* [Work item]
Give every line from the entries that contains "TabulatedFunctionFactory".

[Collected data]
Content starts

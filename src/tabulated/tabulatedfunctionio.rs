//! Stream formats for tabulated functions.
//!
//! Binary: big-endian `i32` point count, then `count` pairs of big-endian
//! `f64` (x, y).
//!
//! Text: the point count on the first line, then one `"<x> <y>"` line per
//! point. The reader only relies on whitespace between tokens and accepts
//! exponent notation.
//!
//! Readers rebuild the function from the decoded points through the given
//! factory, so non-uniform X spacing survives a round trip.

use std::io::{
    BufRead,
    ErrorKind,
    Read,
    Write
};

use tracing::debug;

use crate::function::functionerror::{
    FunctionError,
    Result
};
use crate::tabulated::functionpoint::FunctionPoint;
use crate::tabulated::tabulatedfunction::TabulatedFunction;
use crate::tabulated::tabulatedfunctionfactory::TabulatedFunctionFactory;

// ─────────────────────────────────────────────
// Binary
// ─────────────────────────────────────────────

pub fn output_tabulated_function<T, W>(function: &T, mut out: W) -> Result<()>
where
    T: TabulatedFunction + ?Sized,
    W: Write,
{
    let count = i32::try_from(function.points_count())
        .map_err(|_| FunctionError::invalid_data("too many points for the binary format"))?;
    out.write_all(&count.to_be_bytes())?;
    for point in function.iter() {
        out.write_all(&point.x().to_be_bytes())?;
        out.write_all(&point.y().to_be_bytes())?;
    }
    out.flush()?;
    debug!(points_count = count, "tabulated function written in binary form");
    Ok(())
}

pub fn input_tabulated_function<R: Read>(
    factory: &dyn TabulatedFunctionFactory,
    mut input: R,
) -> Result<Box<dyn TabulatedFunction>> {
    let count = i32::from_be_bytes(read_array(&mut input)?);
    let count = checked_count(i64::from(count))?;

    let mut points = Vec::with_capacity(count.min(1 << 16));
    for _ in 0..count {
        let x = f64::from_be_bytes(read_array(&mut input)?);
        let y = f64::from_be_bytes(read_array(&mut input)?);
        points.push(FunctionPoint::new(x, y));
    }
    debug!(points_count = count, "tabulated function read in binary form");
    build(factory, &points)
}

fn read_array<R: Read, const N: usize>(input: &mut R) -> Result<[u8; N]> {
    let mut buffer = [0u8; N];
    input.read_exact(&mut buffer)?;
    Ok(buffer)
}

// ─────────────────────────────────────────────
// Text
// ─────────────────────────────────────────────

pub fn write_tabulated_function<T, W>(function: &T, mut out: W) -> Result<()>
where
    T: TabulatedFunction + ?Sized,
    W: Write,
{
    writeln!(out, "{}", function.points_count())?;
    for point in function.iter() {
        writeln!(out, "{} {}", point.x(), point.y())?;
    }
    out.flush()?;
    debug!(points_count = function.points_count(), "tabulated function written in text form");
    Ok(())
}

pub fn read_tabulated_function<R: BufRead>(
    factory: &dyn TabulatedFunctionFactory,
    input: R,
) -> Result<Box<dyn TabulatedFunction>> {
    let mut tokens = Tokens::new(input);

    let count_token = tokens.next_token()?;
    let count = count_token
        .parse::<i64>()
        .map_err(|_| FunctionError::invalid_data(format!("invalid point count '{count_token}'")))?;
    let count = checked_count(count)?;

    let mut points = Vec::with_capacity(count.min(1 << 16));
    for _ in 0..count {
        let x = tokens.next_f64()?;
        let y = tokens.next_f64()?;
        points.push(FunctionPoint::new(x, y));
    }
    debug!(points_count = count, "tabulated function read in text form");
    build(factory, &points)
}

/// Whitespace tokenizer over a buffered reader, one line at a time.
struct Tokens<R> {
    input: R,
    line: Vec<String>,
}

impl<R: BufRead> Tokens<R> {
    fn new(input: R) -> Tokens<R> {
        Tokens { input, line: Vec::new() }
    }

    fn next_token(&mut self) -> Result<String> {
        while self.line.is_empty() {
            let mut buffer = String::new();
            if self.input.read_line(&mut buffer)? == 0 {
                return Err(std::io::Error::new(ErrorKind::UnexpectedEof, "text ended before all points were read").into());
            }
            self.line = buffer.split_whitespace().rev().map(str::to_owned).collect();
        }
        // tokens are stored reversed so that pop() yields them in order
        Ok(self.line.pop().unwrap_or_default())
    }

    fn next_f64(&mut self) -> Result<f64> {
        let token = self.next_token()?;
        token
            .parse::<f64>()
            .map_err(|_| FunctionError::invalid_data(format!("invalid number '{token}'")))
    }
}

// ─────────────────────────────────────────────
// Shared
// ─────────────────────────────────────────────

fn checked_count(count: i64) -> Result<usize> {
    if count < 2 {
        return Err(FunctionError::invalid_data(format!(
            "a tabulated function needs at least 2 points, stream declares {count}"
        )));
    }
    usize::try_from(count).map_err(|_| FunctionError::invalid_data(format!("point count {count} is too large")))
}

fn build(factory: &dyn TabulatedFunctionFactory, points: &[FunctionPoint]) -> Result<Box<dyn TabulatedFunction>> {
    factory.create_from_points(points).map_err(|error| match error {
        FunctionError::IOError(error) => FunctionError::IOError(error),
        other => FunctionError::invalid_data(format!("stream holds an invalid tabulated function: {other}")),
    })
}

Content ends

* [Answer section]
use crate::tabulated::tabulatedfunctionfactory::TabulatedFunctionFactory;
    factory: &dyn TabulatedFunctionFactory,
    factory: &dyn TabulatedFunctionFactory,
fn build(factory: &dyn TabulatedFunctionFactory, points: &[FunctionPoint]) -> Result<Box<dyn TabulatedFunction>> {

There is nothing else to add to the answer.